We have been working on a healthy vending bill to requiring State Buildings to have healthier options in their vending machines. We put on display “mock vending machines” and it created a buzz. I have included the State House News Article below

Examining the contents of a mock vending machine displayed in his office last week, Rep. Stephen Kulik found a surprise. "Whole-grain Goldfish -- I didn't even know those existed," Kulik said, peering at a banner depicting a life-size vending machine stocked with snacks like crackers, pumpkin seeds, seltzer and hummus

The banners are traveling through the State House, making stops in or outside lawmakers' offices in an attempt to drum up awareness and support for a bill that would require any food or drinks sold in vending machines on state property "be limited to food and beverage items that comply with the nutritional standards" to be set by the Department of Public Health commissioner.

Backed by the American Heart Association, the bill (H 3988) was referred to the House Ways and Means Committee in May after earning an endorsement from the Health Care Financing Committee. The bill is a Public Health Committee redraft of legislation originally filed by Kulik (H 2005) in January 2015.  "This is a bill that I have cosponsored for I think two sessions, and the support has been growing as people are more interested in healthy foods," Kulik said.

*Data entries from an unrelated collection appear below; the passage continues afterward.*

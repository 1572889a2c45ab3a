//! Observable mesh events.
//!
//! Published on a `tokio::sync::broadcast` channel. The peer manager emits
//! stream/disconnect events; the lifecycle controller emits local media
//! changes. Slow subscribers lag rather than block the publisher.

use crate::identity::PeerAddress;
use crate::media::{LocalMediaState, MediaStream};

use tokio::sync::broadcast;

/// Default broadcast capacity.
pub const DEFAULT_EVENT_CHANNEL_CAPACITY: usize = 256;

/// Topology and local media notifications.
#[derive(Debug, Clone)]
pub enum MeshEvent {
    /// A link reached `Connected`. Emitted again with the new stream when a
    /// connection to the same address is replaced.
    StreamReceived {
        address: PeerAddress,
        stream: MediaStream,
    },

    /// A connected link went away. At most once per connection lifetime.
    PeerDisconnected { address: PeerAddress },

    /// Local mute/camera state changed.
    LocalMediaChanged(LocalMediaState),
}

impl MeshEvent {
    /// Short name for logs.
    #[must_use]
    pub const fn kind(&self) -> &'static str {
        match self {
            MeshEvent::StreamReceived { .. } => "stream_received",
            MeshEvent::PeerDisconnected { .. } => "peer_disconnected",
            MeshEvent::LocalMediaChanged(_) => "local_media_changed",
        }
    }
}

/// Create the event channel. Capacity is clamped to at least 1.
#[must_use]
pub fn channel(capacity: usize) -> broadcast::Sender<MeshEvent> {
    broadcast::channel(capacity.max(1)).0
}
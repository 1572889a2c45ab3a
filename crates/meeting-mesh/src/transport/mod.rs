//! Signaling/transport capability.
//!
//! The mesh core does not define a signaling protocol. It consumes a
//! directory service that maps a [`PeerAddress`] to a reachable endpoint:
//!
//! - [`SignalingTransport::register`] claims an address and yields a
//!   [`Registration`] (the live session plus its event stream).
//! - [`SignalingSession::connect`] negotiates an outbound [`PeerConnection`].
//! - Unsolicited calls arrive as [`TransportEvent::Incoming`] and are
//!   accepted with [`IncomingCall::answer`].
//! - A connection closed by the remote side arrives as
//!   [`TransportEvent::Closed`], tagged with the connection id so a stale
//!   close never tears down a newer connection to the same address.
//!
//! [`loopback::LoopbackDirectory`] is an in-process implementation.

pub mod loopback;

pub use loopback::LoopbackDirectory;

use crate::errors::TransportError;
use crate::identity::PeerAddress;
use crate::media::{MediaStream, MediaTrack, TrackKind};

use async_trait::async_trait;
use std::fmt;
use std::sync::Arc;
use tokio::sync::mpsc;
use uuid::Uuid;

/// Identifier of one negotiated connection.
pub type ConnectionId = Uuid;

/// Directory service entry point.
#[async_trait]
pub trait SignalingTransport: Send + Sync {
    /// Register `address` for this client.
    ///
    /// # Errors
    ///
    /// `TransportError::AddressInUse` when another live session holds the
    /// address; anything else is a startup failure.
    async fn register(&self, address: &PeerAddress) -> Result<Registration, TransportError>;
}

/// A registered signaling session.
#[async_trait]
pub trait SignalingSession: Send + Sync {
    /// The address this session is registered under.
    fn local_address(&self) -> &PeerAddress;

    /// Whether the registration is still alive.
    fn is_open(&self) -> bool;

    /// Negotiate a connection to `remote`, offering `local_stream`.
    async fn connect(
        &self,
        remote: &PeerAddress,
        local_stream: MediaStream,
    ) -> Result<Box<dyn PeerConnection>, TransportError>;

    /// Release the address and close every connection of this session.
    /// Safe to call repeatedly.
    async fn unregister(&self);
}

/// One negotiated media connection to a remote peer.
pub trait PeerConnection: Send + Sync + fmt::Debug {
    fn id(&self) -> ConnectionId;

    fn remote_address(&self) -> &PeerAddress;

    /// The media the remote side is sending.
    fn remote_stream(&self) -> MediaStream;

    /// Swap the outgoing track of `kind` without renegotiating.
    /// `None` detaches the track.
    fn replace_track(&self, kind: TrackKind, track: Option<MediaTrack>)
        -> Result<(), TransportError>;

    /// Close the connection. The remote side is notified.
    fn close(&self);
}

/// An unsolicited connection offer from a remote peer.
#[async_trait]
pub trait IncomingCall: Send + fmt::Debug {
    fn remote_address(&self) -> &PeerAddress;

    /// Accept the offer, sending `local_stream` back.
    async fn answer(
        self: Box<Self>,
        local_stream: MediaStream,
    ) -> Result<Box<dyn PeerConnection>, TransportError>;

    /// Decline the offer. The caller's `connect` fails with `Unavailable`.
    fn reject(self: Box<Self>);
}

/// Notifications delivered to a registered session.
#[derive(Debug)]
pub enum TransportEvent {
    /// A remote peer is calling.
    Incoming(Box<dyn IncomingCall>),

    /// A connection was closed by the remote side.
    Closed {
        address: PeerAddress,
        connection_id: ConnectionId,
    },
}

/// Result of a successful address registration.
pub struct Registration {
    pub session: Arc<dyn SignalingSession>,
    pub events: mpsc::Receiver<TransportEvent>,
}

impl fmt::Debug for Registration {
    fn fmt(&self, f: &mut fmt::Formatter<'_>) -> fmt::Result {
        f.debug_struct("Registration")
            .field("address", self.session.local_address())
            .field("open", &self.session.is_open())
            .finish_non_exhaustive()
    }
}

The bill lays out three different sets of nutrition and food procurement standards that the state regulations would have to meet or exceed, ranging from a requirement that all food options be healthy to 30 percent healthy on the low end. The American Heart Association advocates for the middle set of standards, which calls for 50 percent healthy contents.

Outside Rep. Louis Kafka's first-floor office earlier this week, the banners -- which display the words, "Food for thought...Wish you could grab a healthy snack? Support Healthy Vending" -- were within the line of sight of two actual vending machines stocked with soda, potato chips and candy bars.

Kulik said his current go-to snack at the State House vending machines is one that wouldn't earn a designation of health food: Reese's Peanut Butter Cups. Gesturing at the snacks displayed on the healthy vending banner, he said he thinks that choice could change with other options available.

"You know, if there was some dried fruit for example, that would be a great opportunity," the Worthington Democrat said. "I see some granola bars and things in here that I would reach for, some packages of nuts. It would be great. I would be happy to buy those."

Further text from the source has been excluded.